RECORDS PROVIDED:
--- START ---
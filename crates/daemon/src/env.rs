// SPDX-License-Identifier: BUSL-1.1
// Copyright (c) 2026 Alfred Jean LLC

//! Centralized environment variable access for the harvest binaries.

use std::path::PathBuf;
use std::time::Duration;

use crate::config::ConfigError;

/// Resolve state directory: HV_STATE_DIR > XDG_STATE_HOME/harvest > ~/.local/state/harvest
pub fn state_dir() -> Result<PathBuf, ConfigError> {
    if let Some(dir) = var("HV_STATE_DIR") {
        return Ok(PathBuf::from(dir));
    }
    if let Some(xdg) = var("XDG_STATE_HOME") {
        return Ok(PathBuf::from(xdg).join("harvest"));
    }
    let home = dirs::home_dir().ok_or(ConfigError::NoStateDir)?;
    Ok(home.join(".local/state/harvest"))
}

/// Supervisor config file override.
pub fn config_path() -> Option<PathBuf> {
    var("HV_CONFIG").map(PathBuf::from)
}

/// Shutdown grace period override (`HV_GRACE_MS`).
pub fn grace_period() -> Option<Duration> {
    var("HV_GRACE_MS").and_then(|s| s.parse::<u64>().ok()).map(Duration::from_millis)
}

/// Crawler socket path (`HV_SOCKET`), defaulting into the state directory.
pub fn socket_path(state_dir: &std::path::Path) -> PathBuf {
    var("HV_SOCKET").map(PathBuf::from).unwrap_or_else(|| state_dir.join("crawler.sock"))
}

/// Base url of the task and token HTTP endpoints.
pub fn api_url() -> Option<String> {
    var("HV_API_URL")
}

pub fn api_token() -> Option<String> {
    var("HV_API_TOKEN")
}

/// GitLab instance handed to the crawler with each assignment.
pub fn gitlab_url() -> Option<String> {
    var("HV_GITLAB_URL")
}

pub fn gitlab_token() -> Option<String> {
    var("HV_GITLAB_TOKEN")
}

/// Accounts seeded with an authorization job, comma separated.
pub fn accounts() -> Vec<String> {
    var("HV_ACCOUNTS")
        .map(|s| {
            s.split(',').map(str::trim).filter(|a| !a.is_empty()).map(String::from).collect()
        })
        .unwrap_or_default()
}

/// Log filter directive (default `info`).
pub fn log_filter() -> String {
    var("HV_LOG").unwrap_or_else(|| "info".to_string())
}

/// Mirror logs to stderr when `HV_LOG_STDERR=1`.
pub fn log_stderr() -> bool {
    matches!(var("HV_LOG_STDERR").as_deref(), Some("1") | Some("true"))
}

fn var(name: &str) -> Option<String> {
    std::env::var(name).ok().filter(|s| !s.is_empty())
}

#[cfg(test)]
#[path = "env_tests.rs"]
mod tests;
--- END ---
All of the entries above should be output exactly as they are.

filename crates/daemon/src/env.rs
// SPDX-License-Identifier: BUSL-1.1
// Copyright (c) 2026 Alfred Jean LLC

//! Centralized environment variable access for the harvest binaries.

use std::path::PathBuf;
use std::time::Duration;

use crate::config::ConfigError;

/// Resolve state directory: HV_STATE_DIR > XDG_STATE_HOME/harvest > ~/.local/state/harvest
pub fn state_dir() -> Result<PathBuf, ConfigError> {
    if let Some(dir) = var("HV_STATE_DIR") {
        return Ok(PathBuf::from(dir));
    }
    if let Some(xdg) = var("XDG_STATE_HOME") {
        return Ok(PathBuf::from(xdg).join("harvest"));
    }
    let home = dirs::home_dir().ok_or(ConfigError::NoStateDir)?;
    Ok(home.join(".local/state/harvest"))
}

/// Supervisor config file override.
pub fn config_path() -> Option<PathBuf> {
    var("HV_CONFIG").map(PathBuf::from)
}

/// Shutdown grace period override (`HV_GRACE_MS`).
pub fn grace_period() -> Option<Duration> {
    var("HV_GRACE_MS").and_then(|s| s.parse::<u64>().ok()).map(Duration::from_millis)
}

/// Crawler socket path (`HV_SOCKET`), defaulting into the state directory.
pub fn socket_path(state_dir: &std::path::Path) -> PathBuf {
    var("HV_SOCKET").map(PathBuf::from).unwrap_or_else(|| state_dir.join("crawler.sock"))
}

/// Base url of the task and token HTTP endpoints.
pub fn api_url() -> Option<String> {
    var("HV_API_URL")
}

pub fn api_token() -> Option<String> {
    var("HV_API_TOKEN")
}

/// GitLab instance handed to the crawler with each assignment.
pub fn gitlab_url() -> Option<String> {
    var("HV_GITLAB_URL")
}

pub fn gitlab_token() -> Option<String> {
    var("HV_GITLAB_TOKEN")
}

/// Accounts seeded with an authorization job, comma separated.
pub fn accounts() -> Vec<String> {
    var("HV_ACCOUNTS")
        .map(|s| {
            s.split(',').map(str::trim).filter(|a| !a.is_empty()).map(String::from).collect()
        })
        .unwrap_or_default()
}

/// Log filter directive (default `info`).
pub fn log_filter() -> String {
    var("HV_LOG").unwrap_or_else(|| "info".to_string())
}

/// Mirror logs to stderr when `HV_LOG_STDERR=1`.
pub fn log_stderr() -> bool {
    matches!(var("HV_LOG_STDERR").as_deref(), Some("1") | Some("true"))
}

fn var(name: &str) -> Option<String> {
    std::env::var(name).ok().filter(|s| !s.is_empty())
}

#[cfg(test)]
#[path = "env_tests.rs"]
mod tests;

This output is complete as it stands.